Of course, you can apply more filters to reduce the size of the resulting view. For instance, by clicking on the clock icon below the record table, we get a variety of pre-configured time-based filters that operate relative to the current time. Selecting the 30s option shows us only those records, whose timestamps are not older than 30 seconds. This already gives us a good idea on all recent wind turbines that are malfunctioning and probably require maintenance. What is missing though is a filter that restricts the view to the newest record of all records that share the same record key. KaDeck is in constant development and the developers are eager to improve the data processing capabilities of KaDeck, so I'm sure that we'll see new additions in that regard in future versions of KaDeck.

Exporting derived data

Another cool feature of KaDeck is that it can export views to CSV or JSON. This comes in handy when we have to generate reports from the insights we gathered.
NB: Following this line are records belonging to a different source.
//! Platform abstraction traits for Weft runtime services.
//!
//! These traits let the binding engine delegate timing and thread-marshaling
//! to the host, so the core stays free of any particular event loop. The
//! std-backed implementations live in `weft-runtime-std`; virtual-time
//! implementations for tests live in `weft-testing`.

use std::fmt;
use std::sync::atomic::{AtomicBool, Ordering};
use std::sync::Arc;
use std::time::Duration;

/// Schedules delayed and periodic work.
///
/// Implementations must be safe to call from any thread and must honor
/// cancellation: a cancelled entry whose deadline has already been reached
/// internally must not run its task.
pub trait TimerDriver: Send + Sync {
    /// Run `task` once after `delay`.
    fn schedule(&self, delay: Duration, task: Box<dyn FnOnce() + Send + 'static>) -> TimerHandle;

    /// Run `tick` every `period` until the handle is cancelled.
    fn schedule_repeating(
        &self,
        period: Duration,
        tick: Box<dyn Fn() + Send + Sync + 'static>,
    ) -> TimerHandle;
}

/// Cancellation handle for a scheduled timer entry.
///
/// Cancellation is idempotent and safe to race with an in-flight firing; the
/// driver rechecks the flag before running the task. Dropping the handle
/// does not cancel.
#[derive(Clone)]
pub struct TimerHandle {
    cancelled: Arc<AtomicBool>,
}

impl TimerHandle {
    pub fn new() -> Self {
        Self {
            cancelled: Arc::new(AtomicBool::new(false)),
        }
    }

    pub fn cancel(&self) {
        self.cancelled.store(true, Ordering::SeqCst);
    }

    pub fn is_cancelled(&self) -> bool {
        self.cancelled.load(Ordering::SeqCst)
    }

    /// The shared cancellation flag, for driver implementations to store
    /// alongside their queue entries.
    pub fn cancellation(&self) -> Arc<AtomicBool> {
        Arc::clone(&self.cancelled)
    }
}

impl Default for TimerHandle {
    fn default() -> Self {
        Self::new()
    }
}

impl fmt::Debug for TimerHandle {
    fn fmt(&self, f: &mut fmt::Formatter<'_>) -> fmt::Result {
        f.debug_struct("TimerHandle")
            .field("cancelled", &self.is_cancelled())
            .finish()
    }
}

/// Marshals closures onto a single designated execution thread.
///
/// The render scheduler captures an optional dispatcher at construction so
/// that render callbacks always run on one thread regardless of which thread
/// triggered the invalidation.
pub trait Dispatcher: Send + Sync {
    fn dispatch(&self, task: Box<dyn FnOnce() + Send + 'static>);
}

/// Provides timing information for the runtime.
pub trait Clock: Send + Sync {
    type Instant: Copy + Send + Sync;

    fn now(&self) -> Self::Instant;

    fn elapsed_millis(&self, since: Self::Instant) -> u64;
}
Let's create another view derived from the recently signaled errors view and switch the record table into columnar mode. Now, by right-clicking on a column, we can simply remove it from the table, thereby altering the width of our data points to just the subset that we need for our data export. For the sake of this example, I'll remove everything but the timestamp, the ID of the turbine in question and its turbine state. The following screenshot shows the resulting view.

Clicking on Export in the view's menu brings up the Export records dialog. Choosing CSV as the target format will restrict the width of the data to the columns currently shown in the table. However, this only seems to work if you have saved your view beforehand. Uncommitted changes are not reflected in the export. This might seem a bit counterintuitive, but as the issue is easily mitigated, it's okay I guess. Anyhow, here's the CSV export for the selection I've made.

timestamp,turbineId,turbineState
1609953581000,"1a5c6020","ERROR"
1609953582000,"1a5c6020","ERROR"
1609953592000,"1a5c6020","ERROR"
[...]

Unfortunately, if you choose JSON as the target format, the export function won't respect the modified representation of the record table, but will export the full width of data instead. This is also a bit counterintuitive, since the result of the Quick Processor seems to be unaffected by this. Hence, if you added attributes using a Quick Processor, the export into JSON will also include these values. This suggests that the semantics of the export function are incoherent with KaDeck's data filtering and data manipulation capabilities. This is definitely something that should be addressed in a future release. Knowing these caveats, we can work around them, although this can be a bit cumbersome.

Conclusion

I was looking for a mere topic browser that supports Apache Kafka for quite some time now. I've worked with Kafka Tool in the past and it did satisfy that basic need. But it doesn't seem to evolve past that point. About a year ago I turned to KaDeck instead and have been using it ever since. It is not just a simple topic browser, but comes also with a rich set of data filtering and data manipulation capabilities that let you quickly generate reports from derived data. We've only discussed a part of the features that KaDeck comes with. Check out the website to learn more.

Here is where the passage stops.